Rhaenys managed to retain her smile when she looked back at Lord Connington. She bowed her head in dismissal and moved on. 

She moved over to her brother, where he stood with his sworn swords. The men gathered greeted her a great deal more warmly than Jon Connington ever had. 

She had not had much time to become acquainted with the men of the Golden Company - perhaps by her brother’s design - but there were a few - like Ser Harry and Ser Franklyn - who she had gotten to know a little. 

She rode with her brother on the short journey along the cliffs to Storm’s End. She wrapped her arms around him and pressed her cheek to his shoulder to save her from the worst of the icy wind. She would need to invest in warmer dresses. Warmer cloaks. Warmer everything. Winter - it seemed - was well on its way.

~*~

It took hours before she was finally able to speak with her brother alone.

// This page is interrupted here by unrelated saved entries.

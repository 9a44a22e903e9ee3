//! Conversion of OS timestamps to UTC
//!
//! Device properties expose time either as a WMI `CIM_DATETIME` string
//! (`yyyymmddHHMMSS.mmmmmmsUUU`, offset in minutes) or as a `FILETIME` tick count.

use crate::error::{AppError, Result};
use crate::pnp::property::PropertyData;
use chrono::{DateTime, Duration, NaiveDate, TimeZone, Utc};

/// 100ns intervals between 1601-01-01 and 1970-01-01
const FILETIME_UNIX_EPOCH: u64 = 116_444_736_000_000_000;

const TICKS_PER_SECOND: u64 = 10_000_000;

/// Length of a full `CIM_DATETIME` value
const CIM_DATETIME_LEN: usize = 25;

/// Parse a `CIM_DATETIME` string such as `20240117093015.000000+060`
pub fn parse_cim_datetime(value: &str) -> Result<DateTime<Utc>> {
    let invalid = || AppError::InvalidTimestamp(format!("'{}' is not a CIM datetime", value));

    let value = value.trim();
    if value.len() != CIM_DATETIME_LEN || !value.is_ascii() || &value[14..15] != "." {
        return Err(invalid());
    }

    let field = |range: std::ops::Range<usize>| -> Result<u32> {
        value[range].parse::<u32>().map_err(|_| invalid())
    };

    let year = field(0..4)? as i32;
    let month = field(4..6)?;
    let day = field(6..8)?;
    let hour = field(8..10)?;
    let minute = field(10..12)?;
    let second = field(12..14)?;
    let micros = field(15..21)?;

    let sign = match &value[21..22] {
        "+" => 1,
        "-" => -1,
        _ => return Err(invalid()),
    };
    let offset_minutes = sign * field(22..25)? as i64;

    let local = NaiveDate::from_ymd_opt(year, month, day)
        .and_then(|d| d.and_hms_micro_opt(hour, minute, second, micros))
        .ok_or_else(invalid)?;

    let utc = local - Duration::minutes(offset_minutes);
    Ok(Utc.from_utc_datetime(&utc))
}

/// Convert a `FILETIME` tick count to UTC
pub fn from_filetime(ticks: u64) -> Result<DateTime<Utc>> {
    let since_unix = ticks.checked_sub(FILETIME_UNIX_EPOCH).ok_or_else(|| {
        AppError::InvalidTimestamp(format!("FILETIME {} predates the Unix epoch", ticks))
    })?;

    let secs = (since_unix / TICKS_PER_SECOND) as i64;
    let nanos = ((since_unix % TICKS_PER_SECOND) * 100) as u32;

    Utc.timestamp_opt(secs, nanos)
        .single()
        .ok_or_else(|| AppError::InvalidTimestamp(format!("FILETIME {} out of range", ticks)))
}

/// Convert a timestamp-typed property payload to UTC
pub fn to_utc(data: &PropertyData) -> Result<DateTime<Utc>> {
    match data {
        PropertyData::String(s) => parse_cim_datetime(s),
        PropertyData::FileTime(ticks) => from_filetime(*ticks),
        other => Err(AppError::InvalidTimestamp(format!(
            "{:?} is not a timestamp",
            other
        ))),
    }
}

It was to be expected. Her timing had been poor. Her brother was at the beginning of a campaign, she doubted he had enough time to _ sleep _, let alone sit with her and talk for hours on end like they used to. But all the same, she could not help but feel disappointed when she was ushered into what was to be her rooms the moment they arrived at the castle and her brother was whisked away by Lord Connington.

The rooms were grey; they were gloomy like the rest of the castle. The window overlooked the sea. 

She didn’t know whose rooms they had once been. With her brother in the Lord’s chambers, she imagined she had been given the rooms of a lesser Baratheon son or daughter. There were books still littered around the room, letters and papers too. There was clothing still hanging in the dresser. 

But she didn’t think she wanted to know. The thought of sleeping in the same bed where the Usurper had once lain made her sick to her stomach.

What little luggage she had brought was delivered by Ser Rolly and left by the side of the bed. Her clothing from the journey would need to be sent off for washing, as was a request for furs to line a new cloak. She could make her own while she was there, or on the road to Summerhall. She was sure new clothing would be waiting for her back at Dragonstone but she needed something warmer in the interim.

After a long bath and supper taken in the privacy of her own rooms, Rhaenys sank into a chair in front of the hearth. 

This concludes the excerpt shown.